◆ Try it ◆
In the records below, find each line that holds "shape" and return it.

+++ The data +++

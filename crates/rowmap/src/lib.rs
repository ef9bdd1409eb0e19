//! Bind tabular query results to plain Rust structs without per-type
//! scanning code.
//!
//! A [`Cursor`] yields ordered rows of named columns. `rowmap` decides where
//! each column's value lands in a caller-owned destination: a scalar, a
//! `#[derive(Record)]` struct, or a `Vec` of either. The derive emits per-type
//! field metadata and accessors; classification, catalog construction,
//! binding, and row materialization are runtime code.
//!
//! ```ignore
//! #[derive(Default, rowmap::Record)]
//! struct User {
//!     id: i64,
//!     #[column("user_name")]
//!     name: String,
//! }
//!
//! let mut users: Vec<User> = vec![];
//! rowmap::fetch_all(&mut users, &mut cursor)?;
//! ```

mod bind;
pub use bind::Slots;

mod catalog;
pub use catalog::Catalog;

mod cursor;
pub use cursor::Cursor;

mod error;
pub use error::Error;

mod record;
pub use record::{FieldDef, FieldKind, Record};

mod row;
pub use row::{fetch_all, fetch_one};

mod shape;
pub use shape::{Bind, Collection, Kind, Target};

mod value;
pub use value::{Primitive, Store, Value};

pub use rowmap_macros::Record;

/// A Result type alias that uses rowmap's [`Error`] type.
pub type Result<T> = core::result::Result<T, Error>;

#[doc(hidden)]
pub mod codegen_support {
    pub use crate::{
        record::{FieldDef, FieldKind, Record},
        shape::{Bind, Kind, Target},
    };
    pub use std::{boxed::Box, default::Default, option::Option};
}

+++
+++ The data +++

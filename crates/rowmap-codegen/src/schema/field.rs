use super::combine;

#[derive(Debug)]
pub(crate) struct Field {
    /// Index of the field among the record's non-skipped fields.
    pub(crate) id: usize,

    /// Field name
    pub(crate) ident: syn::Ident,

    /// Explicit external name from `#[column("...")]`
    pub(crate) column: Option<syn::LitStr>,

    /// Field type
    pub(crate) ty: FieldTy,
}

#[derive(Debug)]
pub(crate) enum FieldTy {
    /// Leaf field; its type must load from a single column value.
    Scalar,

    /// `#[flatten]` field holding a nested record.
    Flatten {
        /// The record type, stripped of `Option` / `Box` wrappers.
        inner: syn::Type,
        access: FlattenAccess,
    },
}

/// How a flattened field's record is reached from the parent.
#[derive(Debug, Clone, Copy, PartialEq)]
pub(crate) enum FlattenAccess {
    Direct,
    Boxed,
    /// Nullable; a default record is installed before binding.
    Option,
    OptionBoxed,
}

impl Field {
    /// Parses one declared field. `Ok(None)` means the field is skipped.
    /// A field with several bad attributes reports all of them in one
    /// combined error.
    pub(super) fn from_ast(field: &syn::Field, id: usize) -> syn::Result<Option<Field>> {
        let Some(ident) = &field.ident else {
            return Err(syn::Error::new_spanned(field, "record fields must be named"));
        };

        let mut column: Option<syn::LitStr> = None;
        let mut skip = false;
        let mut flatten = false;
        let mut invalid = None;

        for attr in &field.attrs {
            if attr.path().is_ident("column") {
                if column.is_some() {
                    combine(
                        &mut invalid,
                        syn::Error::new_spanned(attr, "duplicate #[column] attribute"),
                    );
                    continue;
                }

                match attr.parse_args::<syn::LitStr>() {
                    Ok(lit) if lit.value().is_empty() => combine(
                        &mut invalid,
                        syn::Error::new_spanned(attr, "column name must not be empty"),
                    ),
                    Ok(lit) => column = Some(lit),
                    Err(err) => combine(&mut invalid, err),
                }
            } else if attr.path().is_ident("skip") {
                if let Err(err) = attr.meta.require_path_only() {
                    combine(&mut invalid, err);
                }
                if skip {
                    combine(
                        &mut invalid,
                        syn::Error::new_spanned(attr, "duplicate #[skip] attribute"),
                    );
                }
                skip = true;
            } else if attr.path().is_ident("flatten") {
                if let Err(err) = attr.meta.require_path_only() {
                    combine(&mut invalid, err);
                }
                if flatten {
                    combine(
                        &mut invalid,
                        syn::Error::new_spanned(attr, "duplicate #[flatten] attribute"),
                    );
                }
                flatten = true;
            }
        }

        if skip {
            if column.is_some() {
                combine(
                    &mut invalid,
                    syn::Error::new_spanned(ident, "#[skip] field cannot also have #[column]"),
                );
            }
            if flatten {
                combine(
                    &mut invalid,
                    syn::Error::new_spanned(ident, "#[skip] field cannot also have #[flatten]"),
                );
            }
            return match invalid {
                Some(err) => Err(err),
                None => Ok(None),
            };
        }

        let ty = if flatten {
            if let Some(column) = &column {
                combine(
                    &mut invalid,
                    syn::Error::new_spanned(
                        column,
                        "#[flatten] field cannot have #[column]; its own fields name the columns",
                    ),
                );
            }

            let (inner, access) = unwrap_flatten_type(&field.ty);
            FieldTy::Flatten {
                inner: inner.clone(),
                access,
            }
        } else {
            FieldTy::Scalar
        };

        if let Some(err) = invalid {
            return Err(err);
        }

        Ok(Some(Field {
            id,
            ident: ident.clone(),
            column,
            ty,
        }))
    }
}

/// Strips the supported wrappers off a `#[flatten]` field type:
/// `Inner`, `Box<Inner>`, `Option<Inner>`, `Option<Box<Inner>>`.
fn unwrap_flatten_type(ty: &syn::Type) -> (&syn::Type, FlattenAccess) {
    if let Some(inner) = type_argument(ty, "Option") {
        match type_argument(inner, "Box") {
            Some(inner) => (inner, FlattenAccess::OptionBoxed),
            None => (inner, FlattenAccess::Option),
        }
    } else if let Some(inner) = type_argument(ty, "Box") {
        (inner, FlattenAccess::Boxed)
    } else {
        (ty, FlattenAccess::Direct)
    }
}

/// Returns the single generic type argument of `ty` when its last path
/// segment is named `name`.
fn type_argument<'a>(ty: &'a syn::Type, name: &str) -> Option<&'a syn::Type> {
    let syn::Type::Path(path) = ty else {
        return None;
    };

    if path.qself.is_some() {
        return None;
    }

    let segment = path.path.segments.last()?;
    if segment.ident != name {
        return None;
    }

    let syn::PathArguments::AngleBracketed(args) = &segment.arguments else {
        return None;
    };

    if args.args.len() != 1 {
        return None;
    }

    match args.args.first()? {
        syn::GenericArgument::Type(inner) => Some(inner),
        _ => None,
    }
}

+++

◆ Response below ◆
mod shape;
pub use shape::{Bind, Collection, Kind, Target};
        shape::{Bind, Kind, Target},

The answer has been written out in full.